In einem Abteil erster Klasse saßen zwei Herren, denen man auf den ersten Blick die Künstler ansah. Sowohl das reichlich lange Haar und die dunklen Bärte als auch die großkarierten Anzüge, die weichen Umlegekragen und die farbenfrohen, wehenden Schleifen ließen erkennen, dass die beiden aus ihrem Beruf kein Geheimnis machen wollten. Während der größere, ein sehr schlanker Mann, vor den Augen eine Hornbrille mit runden, leicht bläulichen Gläsern trug, schaute der kleinere, etwas Korpulente sich die Welt durch einen Hornkneifer an. Ihre tief gebräunten Gesichter verrieten, dass sie sich viel in der sengenden Sonne irgendwo an der See zuletzt aufgehalten haben mussten. Sie waren von Messina an allein in ihrem Abteil geblieben, und der Größere von ihnen hatte dies schon bei der Abfahrt in Messina durch ein dem Schaffner gespendetes sehr reichliches Trinkgeld durchzusetzen gewusst. Sie sprachen jenes Elsässer Deutsch, das so sehr mit französischen Ausdrücken behaftet ist, dass ein Uneingeweihter es leicht für reines Französisch hält. Ein Eingeweihter freilich, ein geborener Elsässer, hätte sehr bald gemerkt, dass dieser Sprachenmischmasch der beiden niemals echt war.

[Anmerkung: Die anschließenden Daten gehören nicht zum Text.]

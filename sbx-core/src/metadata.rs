/*
 * sbx-core
 *
 * Copyright (C) 2023-2024 Xavier R.M. <sapphirus@azorium.net>
 * SPDX-License-Identifier: GPL-3.0-only
 *
 * This library is free software: you can redistribute it and/or modify
 * it under the terms of the GNU General Public License as published by
 * the Free Software Foundation, version 3.
 *
 * This program is distributed in the hope that it will be useful,
 * but WITHOUT ANY WARRANTY; without even the implied warranty of
 * MERCHANTABILITY or FITNESS FOR A PARTICULAR PURPOSE.  See the
 * GNU General Public License for more details.
 *
 * You should have received a copy of the GNU General Public License
 * along with this program.  If not, see <https://www.gnu.org/licenses/>.
 */

//! The interface this crate expects from the deployment store: the component, external
//! to this crate, that resolves a [`Ref`] to file trees, metadata manifests, and
//! extensions. Nothing here is implemented against a real store; these are the seams
//! `LaunchOrchestrator` is written against.

use std::path::{Path, PathBuf};

use crate::{context::manifest::Manifest, extension::Extension};

/// A canonical identifier of an app or runtime: `kind/id/arch/branch`.
#[derive(Debug, Clone, PartialEq, Eq, Hash)]
pub struct Ref {
    pub kind: RefKind,
    pub id: String,
    pub arch: String,
    pub branch: String,
}

#[derive(Debug, Clone, Copy, PartialEq, Eq, Hash)]
pub enum RefKind {
    App,
    Runtime,
}

impl Ref {
    pub fn parse(text: &str) -> Option<Self> {
        let mut parts = text.splitn(4, '/');
        let kind = match parts.next()? {
            "app" => RefKind::App,
            "runtime" => RefKind::Runtime,
            _ => return None,
        };

        Some(Self {
            kind,
            id: parts.next()?.to_string(),
            arch: parts.next()?.to_string(),
            branch: parts.next()?.to_string(),
        })
    }
}

impl std::fmt::Display for Ref {
    fn fmt(&self, fmter: &mut std::fmt::Formatter<'_>) -> std::fmt::Result {
        let kind = match self.kind {
            RefKind::App => "app",
            RefKind::Runtime => "runtime",
        };
        write!(fmter, "{kind}/{}/{}/{}", self.id, self.arch, self.branch)
    }
}

/// A resolved deployment: a file tree on disk plus the commit it was deployed at.
pub trait Deployment {
    fn files(&self) -> &Path;
    fn commit(&self) -> &str;
    fn metadata(&self) -> &Manifest;
}

/// Resolves an application deployment, its declared runtime ref, and its extensions.
pub trait AppMetadata: Deployment {
    fn app_id(&self) -> &str;
    fn runtime_ref(&self) -> &Ref;
    fn command(&self) -> &str;
    fn extensions(&self) -> Vec<Box<dyn Extension>>;
    fn data_dir(&self) -> PathBuf;
}

/// Resolves a runtime deployment and its extensions.
pub trait RuntimeMetadata: Deployment {
    fn extensions(&self) -> Vec<Box<dyn Extension>>;
    fn ld_so_conf(&self) -> Option<PathBuf>;
}

/// The external store collaborator: given a [`Ref`], produce the matching metadata.
/// Implemented outside this crate against whatever deployment backend is in use;
/// `LaunchOrchestrator` only ever depends on these trait objects.
pub trait DeploymentStore {
    fn app(&self, app_ref: &Ref) -> crate::Result<Box<dyn AppMetadata>>;
    fn runtime(&self, runtime_ref: &Ref) -> crate::Result<Box<dyn RuntimeMetadata>>;
}

#[cfg(test)]
mod tests {
    use super::*;

    #[test]
    fn parses_well_formed_app_ref() {
        let parsed = Ref::parse("app/org.example.App/x86_64/stable").unwrap();
        assert_eq!(parsed.kind, RefKind::App);
        assert_eq!(parsed.id, "org.example.App");
        assert_eq!(parsed.arch, "x86_64");
        assert_eq!(parsed.branch, "stable");
    }

    #[test]
    fn rejects_unknown_kind() {
        assert!(Ref::parse("bundle/org.example.App/x86_64/stable").is_none());
    }

    #[test]
    fn display_round_trips_through_parse() {
        let original = "runtime/org.example.Platform/x86_64/23.08";
        let parsed = Ref::parse(original).unwrap();
        assert_eq!(parsed.to_string(), original);
    }
}
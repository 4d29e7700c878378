/*
 * sbx-core
 *
 * Copyright (C) 2023-2024 Xavier R.M. <sapphirus@azorium.net>
 * SPDX-License-Identifier: GPL-3.0-only
 *
 * This library is free software: you can redistribute it and/or modify
 * it under the terms of the GNU General Public License as published by
 * the Free Software Foundation, version 3.
 *
 * This program is distributed in the hope that it will be useful,
 * but WITHOUT ANY WARRANTY; without even the implied warranty of
 * MERCHANTABILITY or FITNESS FOR A PARTICULAR PURPOSE.  See the
 * GNU General Public License for more details.
 *
 * You should have received a copy of the GNU General Public License
 * along with this program.  If not, see <https://www.gnu.org/licenses/>.
 */

//! Publishes the `.flatpak-info`-style key-file describing the running instance to the
//! sandboxed process, via a pair of descriptors over the same sealed buffer so a torn-down
//! bind mount still leaves a readable real file behind.

use crate::{
    constants::UID,
    context::manifest::Manifest,
    exec::args::{Argument, ExecutionArgs},
    utils::sealed_tmpfile_str,
    Result,
};

#[derive(Debug, Clone)]
pub struct InstanceInfo {
    pub is_runtime: bool,
    pub name: String,
    pub runtime_ref: String,
    pub app_path: String,
    pub app_commit: String,
    pub app_extensions: String,
    pub runtime_path: String,
    pub runtime_commit: String,
    pub runtime_extensions: String,
    pub branch: String,
    pub flatpak_version: String,
    pub session_bus_proxy: bool,
    pub system_bus_proxy: bool,
}

pub struct AppInfoPublisher;

impl AppInfoPublisher {
    pub fn publish(info: &InstanceInfo, out: &mut ExecutionArgs) -> Result<()> {
        let manifest = Self::render(info);
        let content = manifest.to_string();

        let read_fd = sealed_tmpfile_str(".flatpak-info", &content)?;
        let write_fd = sealed_tmpfile_str(".flatpak-info", &content)?;

        out.push_fd_arg(write_fd, Argument::FileFd(write_fd, "/.flatpak-info".into()));
        out.push_fd_arg(read_fd, Argument::RoBindDataFd(read_fd, "/.flatpak-info".into()));

        out.symlink("../../../.flatpak-info", &format!("/run/user/{}/flatpak-info", *UID));

        Ok(())
    }

    fn render(info: &InstanceInfo) -> Manifest {
        let mut manifest = Manifest::new();
        let section = if info.is_runtime { "Runtime" } else { "Application" };

        manifest.set(section, "name", info.name.clone());
        manifest.set(section, "runtime", info.runtime_ref.clone());

        manifest.set("Instance", "app-path", info.app_path.clone());
        manifest.set("Instance", "app-commit", info.app_commit.clone());
        manifest.set("Instance", "app-extensions", info.app_extensions.clone());
        manifest.set("Instance", "runtime-path", info.runtime_path.clone());
        manifest.set("Instance", "runtime-commit", info.runtime_commit.clone());
        manifest.set("Instance", "runtime-extensions", info.runtime_extensions.clone());
        manifest.set("Instance", "branch", info.branch.clone());
        manifest.set("Instance", "flatpak-version", info.flatpak_version.clone());
        manifest.set("Instance", "session-bus-proxy", info.session_bus_proxy.to_string());
        manifest.set("Instance", "system-bus-proxy", info.system_bus_proxy.to_string());

        manifest
    }
}

#[cfg(test)]
mod tests {
    use super::*;

    fn sample() -> InstanceInfo {
        InstanceInfo {
            is_runtime: false,
            name: "org.example.App".into(),
            runtime_ref: "runtime/org.example.Platform/x86_64/23.08".into(),
            app_path: "/deploy/app/files".into(),
            app_commit: "abc123".into(),
            app_extensions: String::new(),
            runtime_path: "/deploy/runtime/files".into(),
            runtime_commit: "def456".into(),
            runtime_extensions: String::new(),
            branch: "stable".into(),
            flatpak_version: "1.14.0".into(),
            session_bus_proxy: true,
            system_bus_proxy: false,
        }
    }

    #[test]
    fn render_uses_application_section_for_apps() {
        let manifest = AppInfoPublisher::render(&sample());
        assert_eq!(manifest.section("Application").unwrap().get("name").unwrap(), "org.example.App");
    }

    #[test]
    fn render_uses_runtime_section_for_runtimes() {
        let mut info = sample();
        info.is_runtime = true;
        let manifest = AppInfoPublisher::render(&info);
        assert!(manifest.section("Runtime").is_some());
        assert!(manifest.section("Application").is_none());
    }

    #[test]
    fn instance_section_carries_bus_proxy_flags() {
        let manifest = AppInfoPublisher::render(&sample());
        assert_eq!(manifest.section("Instance").unwrap().get("session-bus-proxy").unwrap(), "true");
    }
}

Wenn die beiden aber, wie jetzt wieder, eng nebeneinander saßen und die Köpfe zusammensteckten, dann gebrauchten sie das reinste Hochdeutsch und bewiesen so, dass ihr Elsässertum wohl nur zur Täuschung anderer dienen sollte. Der Zug hatte Villabate, die letzte Hauptstation vor Palermo, verlassen. Soeben war wieder ein Herr mit gelbbraunem Sizilianergesicht und schwarzem Spitzbart draußen im Gange langsam an dem Abteil der beiden Maler vorübergeschlendert. Und da hatte der Größere dem Freunde zugeflüstert:
„Lieber Schraut, der Mann bummelt jetzt zum dritten Mal draußen vorbei. Mir behagt das nicht. Wenn’s ein Spion Warbattys ist, so fängt die Geschichte hier recht unangenehm an, denn der Kerl schenkt uns eben eine sehr auffällige Beachtung, wenn er auch den Harmlosen zu spielen sucht. Wir hätten doch vielleicht besser getan, jeder allein zu reisen. – Nun – ich werde mir sehr bald Aufschluss über diesen Herrn verschaffen.“
Der, der so zu seinem Privatsekretär und Freunde gesprochen, war niemand anders als Harald Harst, jener in kurzem weit über die Grenzen Deutschlands hinaus berühmt gewordene Liebhaberdetektiv, der durch die Aufdeckung von zwölf überaus schwierigen Kriminalfällen eine Millionenwette gewonnen und nun den Kampf gegen den gefährlichsten, schlauesten und rücksichtslosesten aller internationalen Gauner, den fast sagenhaften Cecil Warbatty, aufnehmen wollte, – sagenhaft insofern, als noch niemand dieses Mannes wahres Gesicht geschaut hatte, der sich stets in tadellos gelungenen Verkleidungen bewegte und vielgestaltiger als der beste Schauspieler war.
Harst erhob sich, sagte zu seinem Gefährten, zu mir, der ja schon die früheren Abenteuer seines Brotherrn und Gönners in Form von Erzählungen veröffentlicht hat: „Ich bin sofort wieder da. Der Gelbbraune draußen reizt mich.“
Er betrat den Gang. Der ihm so verdächtig erscheinende Herr stand am dritten Fenster und betrachtete angelegentlich die von der Sonnenglut völlig ausgedörrten, weiten Felder einer Ebene, durch die der Zug gerade hindurchbrauste. In Sizilien wird ja das Getreide im Winter gesät und im Frühjahr geerntet. Die große, fruchtbare Insel kennt keine kalte Jahreszeit. Sie ist in Wahrheit der Übergang zu den Ländern des Orients, zu dem alten Kulturlande Palästina und der Märchenwelt Ägyptens mit seinen Pyramiden und dem Riesensteinbilde der Sphinx, diesem verkörperten Geheimnis längst entschwundener Zeiten.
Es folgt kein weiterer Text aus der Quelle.